From the data below, please reproduce exactly everything from the line that contains "items without moving." down to the line that contains "a fresh one.", with both ends included.

# TASK INPUT
# # # # #

//! Block-based arena handing out stable indices.
//!
//! Items are bump-allocated into fixed-capacity blocks. A block never grows,
//! so an item stays where it was put until the arena is reset or dropped.
//! Resetting keeps every block for reuse, which lets a tree be rebuilt without
//! going back to the system allocator.
//!
//! The arena is single-writer: allocation takes `&mut self` and the type is
//! deliberately not `Clone`.

use std::ops::{Index, IndexMut, Range};

/// Default block size in bytes.
pub const DEFAULT_BLOCK_BYTES: usize = 256 * 1024;

#[derive(Debug)]
struct Block<T> {
    /// Index of the first item stored in this block.
    start: usize,
    items: Vec<T>,
}

impl<T> Block<T> {
    fn new(start: usize, items: Vec<T>) -> Self {
        Self { start, items }
    }

    #[inline]
    fn remaining(&self) -> usize {
        self.items.capacity() - self.items.len()
    }
}

/// A typed bump arena.
#[derive(Debug)]
pub struct Arena<T> {
    block_len: usize,
    current: Block<T>,
    /// Full blocks, ordered by `start`.
    used: Vec<Block<T>>,
    /// Empty blocks released by [`Arena::reset`].
    available: Vec<Vec<T>>,
    len: usize,
}

impl<T> Default for Arena<T> {
    fn default() -> Self {
        Self::new()
    }
}

impl<T> Arena<T> {
    /// Creates an arena with [`DEFAULT_BLOCK_BYTES`] blocks.
    pub fn new() -> Self {
        Self::with_block_bytes(DEFAULT_BLOCK_BYTES)
    }

    /// Creates an arena whose blocks hold `bytes / size_of::<T>()` items
    /// (at least one).
    pub fn with_block_bytes(bytes: usize) -> Self {
        let item_size = std::mem::size_of::<T>().max(1);
        Self {
            block_len: (bytes / item_size).max(1),
            current: Block::new(0, Vec::new()),
            used: Vec::new(),
            available: Vec::new(),
            len: 0,
        }
    }

    /// Number of items a default-sized block holds.
    #[inline]
    pub fn block_len(&self) -> usize {
        self.block_len
    }

    /// Number of live items.
    #[inline]
    pub fn len(&self) -> usize {
        self.len
    }

    #[inline]
    pub fn is_empty(&self) -> bool {
        self.len == 0
    }

    /// Allocates one item and returns its index.
    pub fn alloc(&mut self, value: T) -> usize {
        self.reserve_contiguous(1);
        let index = self.len;
        self.current.items.push(value);
        self.len += 1;
        index
    }

    /// Allocates `n` contiguous items, initializing item `i` with `init(i)`.
    pub fn alloc_with<F>(&mut self, n: usize, init: F) -> Range<usize>
    where
        F: FnMut(usize) -> T,
    {
        if n == 0 {
            return self.len..self.len;
        }
        self.reserve_contiguous(n);
        let start = self.len;
        self.current.items.extend((0..n).map(init));
        self.len += n;
        start..self.len
    }

    /// Makes sure the current block can take `n` more items without moving.
    fn reserve_contiguous(&mut self, n: usize) {
        if self.current.remaining() >= n {
            return;
        }

        let retired = std::mem::replace(&mut self.current, Block::new(self.len, Vec::new()));
        if !retired.items.is_empty() {
            self.used.push(retired);
        } else if retired.items.capacity() > 0 {
            self.available.push(retired.items);
        }

        // First fit among released blocks, then a fresh one.
        let items = match self.available.iter().position(|b| b.capacity() >= n) {
            Some(i) => self.available.remove(i),
            None => Vec::with_capacity(n.max(self.block_len)),
        };
        self.current = Block::new(self.len, items);
    }

    /// Drops every item but keeps all blocks for reuse.
    pub fn reset(&mut self) {
        self.current.items.clear();
        self.current.start = 0;
        for mut block in self.used.drain(..) {
            block.items.clear();
            self.available.push(block.items);
        }
        self.len = 0;
    }

    /// Bytes reserved across all blocks, in use or not.
    pub fn total_allocated(&self) -> usize {
        let items: usize = self.current.items.capacity()
            + self.used.iter().map(|b| b.items.capacity()).sum::<usize>()
            + self.available.iter().map(Vec::capacity).sum::<usize>();
        items * std::mem::size_of::<T>()
    }

    /// Number of blocks owned by the arena.
    pub fn block_count(&self) -> usize {
        let current = usize::from(self.current.items.capacity() > 0);
        current + self.used.len() + self.available.len()
    }

    fn block_of(&self, index: usize) -> &Block<T> {
        if index >= self.current.start {
            &self.current
        } else {
            &self.used[self.used.partition_point(|b| b.start <= index) - 1]
        }
    }

    fn block_of_mut(&mut self, index: usize) -> &mut Block<T> {
        if index >= self.current.start {
            &mut self.current
        } else {
            let i = self.used.partition_point(|b| b.start <= index) - 1;
            &mut self.used[i]
        }
    }

    pub fn get(&self, index: usize) -> Option<&T> {
        if index >= self.len {
            return None;
        }
        let block = self.block_of(index);
        block.items.get(index - block.start)
    }

    pub fn get_mut(&mut self, index: usize) -> Option<&mut T> {
        if index >= self.len {
            return None;
        }
        let block = self.block_of_mut(index);
        let offset = index - block.start;
        block.items.get_mut(offset)
    }

    /// Iterates items in allocation order.
    pub fn iter(&self) -> impl Iterator<Item = &T> {
        self.used
            .iter()
            .chain(std::iter::once(&self.current))
            .flat_map(|b| b.items.iter())
    }
}

impl<T> Index<usize> for Arena<T> {
    type Output = T;

    fn index(&self, index: usize) -> &T {
        match self.get(index) {
            Some(item) => item,
            None => panic!("arena index {index} out of bounds (len {})", self.len),
        }
    }
}

impl<T> IndexMut<usize> for Arena<T> {
    fn index_mut(&mut self, index: usize) -> &mut T {
        let len = self.len;
        match self.get_mut(index) {
            Some(item) => item,
            None => panic!("arena index {index} out of bounds (len {len})"),
        }
    }
}
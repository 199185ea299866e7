use std::time::Instant;

use log::{debug, info};
use rand::seq::SliceRandom;

use crate::math::neurons::Neurons;
use crate::network::network::Network;
use crate::train::epoch_stats::{BatchStats, EpochStats};
use crate::train::train_config::TrainConfig;
use crate::train::trainer::train_indices;

/// One pass over the data set in batches of `config.batch_size`.
///
/// `on_batch` runs after every update with the freshly updated network.
/// Returning `false` from it ends the epoch early; the network returned is
/// the one the callback last saw.
///
/// The last batch is shorter when the sample count is not a multiple of the
/// batch size.
///
/// # Panics
/// Panics if the data set is empty, if `inputs` and `outputs` differ in
/// length, or if `config.batch_size` is zero.
pub fn train_epoch<I, O, F>(
    network: &Network,
    inputs: &[I],
    outputs: &[O],
    config: &TrainConfig,
    on_batch: F,
) -> Network
where
    I: AsRef<Neurons> + Sync,
    O: AsRef<Neurons> + Sync,
    F: FnMut(&Network, &BatchStats) -> bool,
{
    run_epoch(network, inputs, outputs, config, 1, on_batch).0
}

/// Repeats epochs until `on_epoch` returns `false` or `config.max_epochs` is
/// reached, whichever comes first.
///
/// With `max_epochs` unset the callback alone decides when to stop.
pub fn train_until<I, O, F>(
    network: &Network,
    inputs: &[I],
    outputs: &[O],
    config: &TrainConfig,
    mut on_epoch: F,
) -> Network
where
    I: AsRef<Neurons> + Sync,
    O: AsRef<Neurons> + Sync,
    F: FnMut(&Network, &EpochStats) -> bool,
{
    let mut current = network.clone();
    let mut epoch = 0;

    loop {
        if config.max_epochs.is_some_and(|max| epoch >= max) {
            info!("stopping after {} epochs", epoch);
            break;
        }
        epoch += 1;

        let t_start = Instant::now();
        let (next, cost, batches) = run_epoch(&current, inputs, outputs, config, epoch, |_, _| true);
        current = next;

        let stats = EpochStats {
            epoch,
            cost,
            batches,
            elapsed_ms: t_start.elapsed().as_millis() as u64,
        };
        info!(
            "epoch {}: cost {:.6} over {} batches in {} ms",
            stats.epoch, stats.cost, stats.batches, stats.elapsed_ms
        );

        if !on_epoch(&current, &stats) {
            break;
        }
    }

    current
}

/// Returns the updated network, the sample-weighted mean batch cost and the
/// number of batches run.
fn run_epoch<I, O, F>(
    network: &Network,
    inputs: &[I],
    outputs: &[O],
    config: &TrainConfig,
    epoch: usize,
    mut on_batch: F,
) -> (Network, f64, usize)
where
    I: AsRef<Neurons> + Sync,
    O: AsRef<Neurons> + Sync,
    F: FnMut(&Network, &BatchStats) -> bool,
{
    assert!(!inputs.is_empty(), "training data must not be empty");
    assert_eq!(inputs.len(), outputs.len(), "inputs and outputs must have equal length");
    assert!(config.batch_size > 0, "batch_size must be at least 1");

    let n = inputs.len();
    let mut order: Vec<usize> = (0..n).collect();
    if config.shuffle {
        order.shuffle(&mut rand::thread_rng());
    }

    let mut current = network.clone();
    let mut weighted_cost = 0.0;
    let mut seen = 0;
    let mut batches = 0;

    for (batch, start) in (0..n).step_by(config.batch_size).enumerate() {
        let end = (start + config.batch_size).min(n);
        let (next, cost) = train_indices(&current, inputs, outputs, config, &order[start..end]);
        current = next;

        weighted_cost += cost * (end - start) as f64;
        seen += end - start;
        batches += 1;

        let stats = BatchStats { epoch, batch, start, end, cost };
        debug!("epoch {} batch {} [{}, {}): cost {:.6}", epoch, batch, start, end, cost);
        if !on_batch(&current, &stats) {
            break;
        }
    }

    (current, weighted_cost / seen as f64, batches)
}

#[cfg(test)]
mod tests {
    use super::*;
    use crate::activation::activation::ActivationFunction;
    use crate::loss::loss_type::LossType;
    use crate::network::builder::NetworkBuilder;
    use rand::rngs::StdRng;
    use rand::SeedableRng;

    fn network() -> Network {
        let mut net = NetworkBuilder::new()
            .input(2)
            .hidden(2, ActivationFunction::Sigmoid, 1.0)
            .output(1, ActivationFunction::Sigmoid, 1.0)
            .build()
            .unwrap();
        net.reset_with(&mut StdRng::seed_from_u64(11));
        net
    }

    fn samples() -> (Vec<Neurons>, Vec<Neurons>) {
        let inputs = (0..5).map(|i| Neurons::from(vec![i as f64 / 5.0, 1.0])).collect();
        let outputs = (0..5).map(|i| Neurons::from(vec![(i % 2) as f64])).collect();
        (inputs, outputs)
    }

    #[test]
    fn epoch_visits_every_batch_with_a_short_tail() {
        let (inputs, outputs) = samples();
        let config = TrainConfig::new(0.5, 2, LossType::SquaredError);
        let mut seen = Vec::new();
        train_epoch(&network(), &inputs, &outputs, &config, |_, stats| {
            seen.push((stats.batch, stats.start, stats.end));
            true
        });
        assert_eq!(seen, vec![(0, 0, 2), (1, 2, 4), (2, 4, 5)]);
    }

    #[test]
    fn returning_false_stops_the_epoch() {
        let (inputs, outputs) = samples();
        let config = TrainConfig::new(0.5, 1, LossType::SquaredError);
        let mut calls = 0;
        let mut last = None;
        let trained = train_epoch(&network(), &inputs, &outputs, &config, |net, _| {
            calls += 1;
            last = Some(net.clone());
            calls < 2
        });
        assert_eq!(calls, 2);
        assert_eq!(Some(trained), last);
    }

    #[test]
    fn max_epochs_bounds_the_run() {
        let (inputs, outputs) = samples();
        let config = TrainConfig::new(0.5, 5, LossType::SquaredError).with_max_epochs(3);
        let mut epochs = Vec::new();
        train_until(&network(), &inputs, &outputs, &config, |_, stats| {
            epochs.push((stats.epoch, stats.batches));
            true
        });
        assert_eq!(epochs, vec![(1, 1), (2, 1), (3, 1)]);
    }

    #[test]
    fn callback_can_stop_before_max_epochs() {
        let (inputs, outputs) = samples();
        let config = TrainConfig::new(0.5, 1, LossType::SquaredError).with_max_epochs(100);
        let mut epochs = 0;
        train_until(&network(), &inputs, &outputs, &config, |_, stats| {
            epochs = stats.epoch;
            stats.epoch < 4
        });
        assert_eq!(epochs, 4);
    }

    #[test]
    fn zero_max_epochs_returns_the_input_network() {
        let (inputs, outputs) = samples();
        let net = network();
        let config = TrainConfig::default().with_max_epochs(0);
        let trained = train_until(&net, &inputs, &outputs, &config, |_, _| panic!("no epoch should run"));
        assert_eq!(trained, net);
    }

    #[test]
    fn shuffled_epochs_still_cover_all_samples() {
        let (inputs, outputs) = samples();
        let config = TrainConfig::new(0.5, 2, LossType::SquaredError).with_shuffle(true);
        let mut covered = 0;
        train_epoch(&network(), &inputs, &outputs, &config, |_, stats| {
            covered += stats.end - stats.start;
            true
        });
        assert_eq!(covered, 5);
    }

    #[test]
    #[should_panic]
    fn empty_data_set_panics() {
        let empty: Vec<Neurons> = Vec::new();
        train_epoch(&network(), &empty, &empty, &TrainConfig::default(), |_, _| true);
    }
}
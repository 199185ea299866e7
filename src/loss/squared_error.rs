/// Per-neuron squared error, `0.5 · (output - expected)²`.
pub struct SquaredErrorLoss;

impl SquaredErrorLoss {
    pub fn loss(output: &[f64], expected: &[f64]) -> Vec<f64> {
        output.iter().zip(expected.iter())
            .map(|(o, e)| 0.5 * (o - e).powi(2))
            .collect()
    }

    /// Per-output gradient: output - expected
    pub fn derivative(output: &[f64], expected: &[f64]) -> Vec<f64> {
        output.iter().zip(expected.iter())
            .map(|(o, e)| o - e)
            .collect()
    }
}
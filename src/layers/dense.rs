use serde::{Serialize, Deserialize};

use crate::activation::activation::ActivationFunction;
use crate::math::matrix::Matrix;
use crate::math::neurons::Neurons;
use crate::math::ops;
use crate::optim::gradients::LayerGradients;

/// Fully connected layer.
///
/// `weights` is `size x input_size`: row `i` is a neuron of this layer and
/// column `j` a neuron of the previous layer, so the forward projection is
/// `weights · previous`. A single scalar bias is shared by every neuron.
#[derive(Debug, Clone, PartialEq, Serialize, Deserialize)]
pub struct Layer {
    weights: Matrix,
    bias: f64,
    activation: ActivationFunction,
}

impl Layer {
    /// Zero-weighted layer of `size` neurons fed by `input_size` neurons.
    pub fn new(size: usize, input_size: usize, activation: ActivationFunction, bias: f64) -> Layer {
        Layer {
            weights: Matrix::zeros(size, input_size),
            bias,
            activation,
        }
    }

    /// The network's first layer. It has no incoming connections; its
    /// "weights" are the raw input values held as a column.
    pub fn input(values: &Neurons) -> Layer {
        Layer {
            weights: values.as_matrix().clone(),
            bias: 1.0,
            activation: ActivationFunction::Linear,
        }
    }

    /// Number of neurons in this layer.
    pub fn size(&self) -> usize {
        self.weights.m()
    }

    /// Number of neurons feeding this layer.
    pub fn input_size(&self) -> usize {
        self.weights.n()
    }

    pub fn weights(&self) -> &Matrix {
        &self.weights
    }

    pub fn weights_mut(&mut self) -> &mut Matrix {
        &mut self.weights
    }

    /// Weight from source neuron `j` (previous layer) into neuron `i`.
    pub fn weight(&self, i: usize, j: usize) -> f64 {
        self.weights.value(i, j)
    }

    pub fn weight_mut(&mut self, i: usize, j: usize) -> &mut f64 {
        self.weights.value_mut(i, j)
    }

    pub fn bias(&self) -> f64 {
        self.bias
    }

    pub fn set_bias(&mut self, bias: f64) {
        self.bias = bias;
    }

    pub fn activation(&self) -> ActivationFunction {
        self.activation
    }

    /// Weights plus the shared bias.
    pub fn parameter_count(&self) -> usize {
        self.weights.size() + 1
    }

    /// Forward step from the previous layer's activations.
    /// Returns `(z, a)`: the pre-activation and activated columns.
    pub fn feed_from(&self, previous: &Neurons) -> (Neurons, Neurons) {
        assert_eq!(
            previous.len(),
            self.input_size(),
            "layer expects {} inputs, got {}",
            self.input_size(),
            previous.len()
        );
        let z = Neurons::from_matrix(ops::add_scalar(&ops::product(&self.weights, previous), self.bias));
        let a = self.activation.apply(&z);
        (z, a)
    }

    /// Gradients for this layer given its local gradient `delta` and the
    /// activations of the previous layer.
    ///
    /// The weight gradient is the outer product `delta · previousᵀ`; the bias
    /// gradient is the mean of `delta`, since the bias is shared.
    pub fn compute_gradients(&self, delta: &Neurons, previous: &Neurons) -> LayerGradients {
        assert_eq!(delta.len(), self.size(), "delta does not match layer size");
        let weights = ops::product(delta, &ops::transpose(previous));
        let bias = ops::mean(delta);
        LayerGradients { weights, bias }
    }

    /// Gradient of the loss with respect to the previous layer's activations.
    pub fn propagate(&self, delta: &Neurons) -> Neurons {
        Neurons::from_matrix(ops::product(&ops::transpose(&self.weights), delta))
    }

    /// Gradient-descent step with pre-computed gradients.
    pub fn apply_gradients(&mut self, gradients: &LayerGradients, lr: f64) {
        self.weights = ops::subtract(&self.weights, &ops::scale(&gradients.weights, lr));
        self.bias -= lr * gradients.bias;
    }
}

#[cfg(test)]
mod tests {
    use super::*;
    use approx::assert_relative_eq;

    fn two_by_three() -> Layer {
        let mut layer = Layer::new(2, 3, ActivationFunction::Linear, 0.5);
        *layer.weights_mut() = Matrix::from_vec(vec![0.1, 0.3, 0.5, 0.2, 0.4, 0.6], 3);
        layer
    }

    #[test]
    fn new_layer_has_zero_weights_of_the_right_shape() {
        let layer = Layer::new(4, 3, ActivationFunction::Sigmoid, 1.0);
        assert_eq!(layer.size(), 4);
        assert_eq!(layer.input_size(), 3);
        assert_eq!(layer.weights().size(), 12);
        assert!(layer.weights().values().iter().all(|&w| w == 0.0));
        assert_eq!(layer.parameter_count(), 13);
    }

    #[test]
    fn input_layer_holds_raw_values() {
        let layer = Layer::input(&Neurons::from(vec![1.0, 2.0]));
        assert_eq!(layer.size(), 2);
        assert_eq!(layer.weights().size(), 2);
        assert_eq!(layer.activation(), ActivationFunction::Linear);
        assert_eq!(layer.bias(), 1.0);
    }

    #[test]
    fn feed_from_projects_and_adds_bias() {
        let (z, a) = two_by_three().feed_from(&Neurons::from(vec![1.0, 4.0, 5.0]));
        assert_relative_eq!(z[0], 4.3, epsilon = 1e-12);
        assert_relative_eq!(z[1], 5.3, epsilon = 1e-12);
        assert_eq!(z, a);
    }

    #[test]
    #[should_panic]
    fn feed_from_rejects_wrong_input_length() {
        two_by_three().feed_from(&Neurons::new(2));
    }

    #[test]
    fn gradients_are_outer_product_and_mean() {
        let layer = two_by_three();
        let gradients = layer.compute_gradients(&Neurons::from(vec![1.0, -0.5]), &Neurons::from(vec![1.0, 2.0, 3.0]));
        assert_eq!(gradients.weights, Matrix::from_vec(vec![1.0, 2.0, 3.0, -0.5, -1.0, -1.5], 3));
        assert_relative_eq!(gradients.bias, 0.25);
    }

    #[test]
    fn propagate_uses_transposed_weights() {
        let back = two_by_three().propagate(&Neurons::from(vec![1.0, 1.0]));
        assert_eq!(back.len(), 3);
        assert_relative_eq!(back[0], 0.3, epsilon = 1e-12);
        assert_relative_eq!(back[2], 1.1, epsilon = 1e-12);
    }

    #[test]
    fn apply_gradients_descends() {
        let mut layer = two_by_three();
        let gradients = LayerGradients {
            weights: Matrix::from_vec(vec![1.0; 6], 3),
            bias: 2.0,
        };
        layer.apply_gradients(&gradients, 0.1);
        assert_relative_eq!(layer.weight(0, 0), 0.0, epsilon = 1e-12);
        assert_relative_eq!(layer.weight(1, 2), 0.5, epsilon = 1e-12);
        assert_relative_eq!(layer.bias(), 0.3, epsilon = 1e-12);
    }
}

# # # # #

# SOLUTION FOR THIS PROBLEM
    /// Makes sure the current block can take `n` more items without moving.
    fn reserve_contiguous(&mut self, n: usize) {
        if self.current.remaining() >= n {
            return;
        }

        let retired = std::mem::replace(&mut self.current, Block::new(self.len, Vec::new()));
        if !retired.items.is_empty() {
            self.used.push(retired);
        } else if retired.items.capacity() > 0 {
            self.available.push(retired.items);
        }

        // First fit among released blocks, then a fresh one.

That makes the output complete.